#### Input:

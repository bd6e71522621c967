//! Ordered profile list with an active selection.

use tracing::warn;

use super::types::Profile;
use crate::error::ProfileError;

/// Default cap on the number of stored profiles.
pub const MAX_PROFILES: usize = 20;

/// Ordered list of profiles plus the index of the active one.
///
/// Always holds between one and `capacity` profiles, and the active index
/// always points at one of them.
#[derive(Debug, Clone, PartialEq, Eq)]
pub struct ProfileStore {
    profiles: Vec<Profile>,
    active: usize,
    capacity: usize,
}

impl ProfileStore {
    /// A store holding just the default profile.
    pub fn new() -> Self {
        Self::with_capacity(MAX_PROFILES)
    }

    /// A store holding just the default profile, capped at `capacity`.
    pub fn with_capacity(capacity: usize) -> Self {
        Self {
            profiles: vec![Profile::default()],
            active: 0,
            capacity: capacity.max(1),
        }
    }

    /// Rebuild a store from loaded data, repairing anything out of range.
    ///
    /// Profiles are clamped into their valid ranges, extras beyond
    /// `capacity` are dropped, an empty list becomes the default profile,
    /// and `active` is clamped to the last profile.
    pub fn from_parts(profiles: Vec<Profile>, active: usize, capacity: usize) -> Self {
        let capacity = capacity.max(1);
        let mut profiles: Vec<Profile> = profiles
            .into_iter()
            .enumerate()
            .map(|(i, p)| {
                if p.validate().is_err() {
                    warn!(profile = %p.name, "repairing out-of-range profile");
                }
                p.repaired(i)
            })
            .collect();
        if profiles.len() > capacity {
            warn!(
                loaded = profiles.len(),
                capacity, "dropping profiles beyond capacity"
            );
            profiles.truncate(capacity);
        }
        if profiles.is_empty() {
            profiles.push(Profile::default());
        }
        let active = active.min(profiles.len() - 1);
        Self {
            profiles,
            active,
            capacity,
        }
    }

    // ── Queries ──────────────────────────────────────────────────────

    pub fn len(&self) -> usize {
        self.profiles.len()
    }

    /// Always false; a store never drops below one profile.
    pub fn is_empty(&self) -> bool {
        self.profiles.is_empty()
    }

    pub fn capacity(&self) -> usize {
        self.capacity
    }

    pub fn profiles(&self) -> &[Profile] {
        &self.profiles
    }

    pub fn get(&self, index: usize) -> Option<&Profile> {
        self.profiles.get(index)
    }

    pub fn active_index(&self) -> usize {
        self.active
    }

    pub fn active(&self) -> &Profile {
        &self.profiles[self.active]
    }

    /// Index of the first profile with this name.
    pub fn position(&self, name: &str) -> Option<usize> {
        self.profiles.iter().position(|p| p.name == name)
    }

    // ── Mutations ────────────────────────────────────────────────────

    /// Append a profile and return its index.
    ///
    /// # Errors
    ///
    /// `Invalid` if the profile fails validation, `CapacityExceeded` if the
    /// store is full.
    pub fn add_profile(&mut self, profile: Profile) -> Result<usize, ProfileError> {
        profile.validate()?;
        if self.profiles.len() >= self.capacity {
            return Err(ProfileError::CapacityExceeded { cap: self.capacity });
        }
        if self.position(&profile.name).is_some() {
            warn!(profile = %profile.name, "adding profile with a duplicate name");
        }
        self.profiles.push(profile);
        Ok(self.profiles.len() - 1)
    }

    /// Remove the profile at `index`, closing the gap.
    ///
    /// The active selection follows its profile when an earlier one is
    /// removed; removing the active profile selects its successor, or the
    /// new last profile.
    ///
    /// # Errors
    ///
    /// `LastProfileRemaining` if only one profile is left, `OutOfBounds`
    /// for a bad index.
    pub fn remove_profile(&mut self, index: usize) -> Result<Profile, ProfileError> {
        self.check_index(index)?;
        if self.profiles.len() == 1 {
            return Err(ProfileError::LastProfileRemaining);
        }
        let removed = self.profiles.remove(index);
        if index < self.active {
            self.active -= 1;
        }
        self.active = self.active.min(self.profiles.len() - 1);
        Ok(removed)
    }

    /// Replace the configurable fields of the profile at `index`, keeping
    /// its statistics.
    ///
    /// # Errors
    ///
    /// `Invalid` if the edited profile fails validation, `OutOfBounds` for a
    /// bad index.
    pub fn update_profile(&mut self, index: usize, edited: Profile) -> Result<(), ProfileError> {
        self.check_index(index)?;
        edited.validate()?;
        let current = &mut self.profiles[index];
        *current = Profile {
            total_study_time: current.total_study_time,
            total_sessions: current.total_sessions,
            completed_sessions: current.completed_sessions,
            ..edited
        };
        Ok(())
    }

    /// Select the active profile.
    ///
    /// # Errors
    ///
    /// `OutOfBounds` for a bad index.
    pub fn set_active(&mut self, index: usize) -> Result<(), ProfileError> {
        self.check_index(index)?;
        self.active = index;
        Ok(())
    }

    /// Statistics are engine-owned; other fields go through `update_profile`.
    pub(crate) fn get_mut(&mut self, index: usize) -> Option<&mut Profile> {
        self.profiles.get_mut(index)
    }

    fn check_index(&self, index: usize) -> Result<(), ProfileError> {
        if index < self.profiles.len() {
            Ok(())
        } else {
            Err(ProfileError::OutOfBounds {
                index,
                len: self.profiles.len(),
            })
        }
    }
}

impl Default for ProfileStore {
    fn default() -> Self {
        Self::new()
    }
}

#[cfg(test)]
mod tests {
    use super::*;

    fn named(name: &str) -> Profile {
        Profile::new(name, 25, 5, 15, 4)
    }

    #[test]
    fn new_store_has_default_profile() {
        let store = ProfileStore::new();
        assert_eq!(store.len(), 1);
        assert_eq!(store.active_index(), 0);
        assert_eq!(store.active().name, "Default");
        assert_eq!(store.capacity(), MAX_PROFILES);
    }

    #[test]
    fn add_until_capacity() {
        let mut store = ProfileStore::with_capacity(3);
        assert_eq!(store.add_profile(named("b")).unwrap(), 1);
        assert_eq!(store.add_profile(named("c")).unwrap(), 2);
        assert_eq!(
            store.add_profile(named("d")),
            Err(ProfileError::CapacityExceeded { cap: 3 })
        );
        assert_eq!(store.len(), 3);
    }

    #[test]
    fn add_rejects_invalid_profile() {
        let mut store = ProfileStore::new();
        let err = store.add_profile(Profile::new("bad", 0, 5, 15, 4)).unwrap_err();
        assert!(matches!(err, ProfileError::Invalid(_)));
        assert_eq!(store.len(), 1);
    }

    #[test]
    fn cannot_remove_last_profile() {
        let mut store = ProfileStore::new();
        assert_eq!(store.remove_profile(0), Err(ProfileError::LastProfileRemaining));
        assert_eq!(store.len(), 1);
    }

    #[test]
    fn remove_keeps_active_in_range() {
        let mut store = ProfileStore::new();
        store.add_profile(named("b")).unwrap();
        store.add_profile(named("c")).unwrap();
        store.set_active(2).unwrap();

        let removed = store.remove_profile(2).unwrap();
        assert_eq!(removed.name, "c");
        assert_eq!(store.active_index(), 1);
        assert_eq!(store.active().name, "b");
    }

    #[test]
    fn remove_before_active_shifts_selection() {
        let mut store = ProfileStore::new();
        store.add_profile(named("b")).unwrap();
        store.add_profile(named("c")).unwrap();
        store.set_active(2).unwrap();

        store.remove_profile(0).unwrap();
        assert_eq!(store.active().name, "c");
        assert_eq!(store.active_index(), 1);
    }

    #[test]
    fn remove_out_of_bounds() {
        let mut store = ProfileStore::new();
        store.add_profile(named("b")).unwrap();
        assert_eq!(
            store.remove_profile(5),
            Err(ProfileError::OutOfBounds { index: 5, len: 2 })
        );
    }

    #[test]
    fn update_preserves_statistics() {
        let mut store = ProfileStore::new();
        {
            let p = store.get_mut(0).unwrap();
            p.total_study_time = 600;
            p.total_sessions = 2;
            p.completed_sessions = 1;
        }
        let mut edited = named("Renamed");
        edited.study_minutes = 50;
        store.update_profile(0, edited).unwrap();

        let p = store.get(0).unwrap();
        assert_eq!(p.name, "Renamed");
        assert_eq!(p.study_minutes, 50);
        assert_eq!(p.total_study_time, 600);
        assert_eq!(p.total_sessions, 2);
        assert_eq!(p.completed_sessions, 1);
    }

    #[test]
    fn from_parts_repairs_and_clamps() {
        let profiles = vec![named("a"), Profile::new("", 0, 5, 15, 4), named("c")];
        let store = ProfileStore::from_parts(profiles, 9, 2);
        assert_eq!(store.len(), 2);
        assert_eq!(store.active_index(), 1);
        assert_eq!(store.get(1).unwrap().name, "Profile 2");
        assert_eq!(store.get(1).unwrap().study_minutes, 1);
    }

    #[test]
    fn from_parts_empty_gets_default() {
        let store = ProfileStore::from_parts(Vec::new(), 0, MAX_PROFILES);
        assert_eq!(store.len(), 1);
        assert_eq!(store.active(), &Profile::default());
    }
}
use std::time::Duration;

use serde::{Deserialize, Serialize};

use super::engine::StopSummary;
use crate::events::SessionEvent;

/// A request from the host's event loop.
///
/// Hosts map their own UI events (button presses, timer callbacks, key
/// bindings) onto these and feed them to `SessionEngine::apply`.
#[derive(Debug, Clone, PartialEq, Eq, Serialize, Deserialize)]
#[serde(tag = "command", rename_all = "snake_case")]
pub enum Command {
    /// Start a run; `None` uses the active profile.
    Start {
        #[serde(default)]
        profile_index: Option<usize>,
        #[serde(default)]
        subject: String,
    },
    Tick,
    Pause,
    Resume,
    /// Pause when running, resume when paused.
    TogglePause,
    Stop,
    SwitchProfile { index: usize },
}

/// Result of a successfully applied [`Command`].
#[derive(Debug, Clone, PartialEq, Eq)]
pub enum Outcome {
    Started,
    /// Tick result; `Some` when a phase boundary was crossed.
    Ticked(Option<SessionEvent>),
    Paused,
    Resumed { paused_for: Duration },
    /// `None` when there was no run to stop.
    Stopped(Option<StopSummary>),
    ProfileSwitched(usize),
}

impl Outcome {
    /// Whether the outcome changed profile statistics, i.e. something
    /// worth persisting.
    pub fn touched_statistics(&self) -> bool {
        matches!(
            self,
            Outcome::Started
                | Outcome::Ticked(Some(_))
                | Outcome::Stopped(Some(_))
                | Outcome::ProfileSwitched(_)
        )
    }
}
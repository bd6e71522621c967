use std::path::PathBuf;

use clap::{Parser, Subcommand};
use tracing_subscriber::EnvFilter;

mod commands;
mod sink;

#[derive(Parser)]
#[command(name = "studytimer", version, about = "Profile-based study timer")]
struct Cli {
    /// Directory holding studytimer.toml (default: ~/.config/studytimer)
    #[arg(long, global = true)]
    data_dir: Option<PathBuf>,

    #[command(subcommand)]
    command: Commands,
}

#[derive(Subcommand)]
enum Commands {
    /// Run a study session in the foreground
    Run(commands::run::RunArgs),
    /// Profile management
    Profile {
        #[command(subcommand)]
        action: commands::profile::ProfileAction,
    },
    /// Configuration management
    Config {
        #[command(subcommand)]
        action: commands::config::ConfigAction,
    },
    /// Per-profile study statistics
    Stats {
        /// Print as JSON
        #[arg(long)]
        json: bool,
    },
}

fn init_tracing() {
    let filter = EnvFilter::try_from_env("STUDYTIMER_LOG").unwrap_or_else(|_| EnvFilter::new("warn"));
    tracing_subscriber::fmt()
        .with_env_filter(filter)
        .with_writer(std::io::stderr)
        .init();
}

fn main() {
    init_tracing();
    let cli = Cli::parse();
    let data_dir = cli.data_dir.as_deref();
    let result = match cli.command {
        Commands::Run(args) => commands::run::run(args, data_dir),
        Commands::Profile { action } => commands::profile::run(action, data_dir),
        Commands::Config { action } => commands::config::run(action, data_dir),
        Commands::Stats { json } => commands::stats::run(json, data_dir),
    };

    if let Err(e) = result {
        eprintln!("error: {e}");
        std::process::exit(1);
    }
}
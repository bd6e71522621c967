use serde::Serialize;

use super::session::{ActivePhase, Phase, Session};
use crate::profile::ProfileStore;

/// A read-only view of the session for rendering.
#[derive(Debug, Clone, PartialEq, Serialize)]
pub struct SessionSnapshot {
    pub phase: Phase,
    pub profile_index: usize,
    pub profile_name: String,
    pub subject: String,
    /// Seconds into the current (or paused) phase.
    pub elapsed_secs: u64,
    /// Length of the current phase; the study length while idle.
    pub target_secs: u64,
    pub remaining_secs: u64,
    /// 0.0 .. 100.0 progress within the current phase.
    pub progress_pct: f64,
    pub is_long_break: bool,
    pub completed_study_phases_this_run: u32,
}

impl SessionSnapshot {
    pub(crate) fn capture(session: &Session, store: &ProfileStore) -> Self {
        let profile_index = if session.phase.is_idle() {
            store.active_index()
        } else {
            session.profile_index
        };
        let profile = store.get(profile_index).unwrap_or_else(|| store.active());

        let (elapsed_secs, target_secs) = match session.phase.active() {
            Some(ActivePhase::Studying) => (session.elapsed_study_seconds, profile.study_secs()),
            Some(ActivePhase::Breaking) => (
                session.elapsed_break_seconds,
                profile.break_secs(session.is_long_break),
            ),
            None => (0, profile.study_secs()),
        };
        let progress_pct = if target_secs == 0 {
            0.0
        } else {
            (elapsed_secs as f64 / target_secs as f64 * 100.0).min(100.0)
        };

        Self {
            phase: session.phase,
            profile_index,
            profile_name: profile.name.clone(),
            subject: session.subject.clone(),
            elapsed_secs,
            target_secs,
            remaining_secs: target_secs.saturating_sub(elapsed_secs),
            progress_pct,
            is_long_break: session.is_long_break,
            completed_study_phases_this_run: session.completed_study_phases_this_run,
        }
    }

    /// Remaining time as `MM:SS`.
    pub fn remaining_clock(&self) -> String {
        format_clock(self.remaining_secs)
    }
}

/// Render seconds as `MM:SS`; minutes are not wrapped into hours.
pub fn format_clock(secs: u64) -> String {
    format!("{:02}:{:02}", secs / 60, secs % 60)
}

#### Work request:
Your answer should be a single number: the count of lines in the entries that contain the word "Option".

#### Response below:
7